Problem description
Work through the lines below and count those holding "const"; reply with the number only.

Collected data
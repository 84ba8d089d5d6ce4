use clap::Parser;
use uda_cli::{run_cli, Cli};
use uda_runtime::{init_logging, Settings};

fn main() -> anyhow::Result<()> {
    let cli = Cli::parse();
    let settings = Settings::from_env()?;
    init_logging(&settings.log_filter, settings.log_format);
    run_cli(cli, settings)
}
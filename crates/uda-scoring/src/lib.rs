#![forbid(unsafe_code)]

use uda_domain::{EvidenceItem, UncertaintyReport, UncertaintySpan};

/// Rendered in place of a missing or blank `source_uri`.
pub const MISSING_SOURCE: &str = "unknown-source";
/// Rendered in place of a missing or blank `heading`.
pub const MISSING_HEADING: &str = "untitled";

const ENTROPY_EPSILON: f64 = 1e-12;

/// Shannon entropy (nats) of the distribution described by `logprobs`.
///
/// The log-probabilities are exponentiated and renormalized first, so they do
/// not need to sum to one. Empty or degenerate input yields `0.0`; the result
/// is never negative.
#[must_use]
pub fn entropy_from_logprobs(logprobs: &[f64]) -> f64 {
    if logprobs.is_empty() || logprobs.iter().any(|value| value.is_nan()) {
        return 0.0;
    }

    let peak = logprobs.iter().copied().fold(f64::NEG_INFINITY, f64::max);
    if !peak.is_finite() {
        return 0.0;
    }

    let weights: Vec<f64> = logprobs.iter().map(|value| (value - peak).exp()).collect();
    let total: f64 = weights.iter().sum();
    if !total.is_finite() || total <= 0.0 {
        return 0.0;
    }

    let entropy: f64 = weights
        .iter()
        .map(|weight| {
            let p = weight / total;
            -p * (p + ENTROPY_EPSILON).ln()
        })
        .sum();
    entropy.max(0.0)
}

/// Mean of the span entropies, `0.0` for an empty list.
///
/// The mean is bounded by the largest span so float rounding never reports an
/// aggregate above any individual span.
#[must_use]
pub fn aggregate_uncertainty(entropies: &[f64]) -> f64 {
    if entropies.is_empty() {
        return 0.0;
    }
    let peak = entropies.iter().copied().fold(f64::NEG_INFINITY, f64::max);
    let sum: f64 = entropies.iter().sum();
    #[allow(clippy::cast_precision_loss)]
    let mean = sum / entropies.len() as f64;
    mean.min(peak).max(0.0)
}

#[must_use]
pub fn uncertainty_report(spans: Vec<UncertaintySpan>) -> UncertaintyReport {
    let entropies: Vec<f64> = spans.iter().map(|span| span.entropy).collect();
    UncertaintyReport {
        overall: aggregate_uncertainty(&entropies),
        spans,
    }
}

/// Render one citation as `[index] source :: heading`.
#[must_use]
pub fn format_citation(index: usize, item: &EvidenceItem) -> String {
    let source = non_blank(item.source_uri.as_deref()).unwrap_or(MISSING_SOURCE);
    let heading = non_blank(item.heading.as_deref()).unwrap_or(MISSING_HEADING);
    format!("[{index}] {source} :: {heading}")
}

/// Render citations for `evidence`, numbered from 1 in slice order.
#[must_use]
pub fn format_citations(evidence: &[EvidenceItem]) -> Vec<String> {
    evidence
        .iter()
        .enumerate()
        .map(|(offset, item)| format_citation(offset + 1, item))
        .collect()
}

fn non_blank(value: Option<&str>) -> Option<&str> {
    value.map(str::trim).filter(|value| !value.is_empty())
}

Solution to the problem
3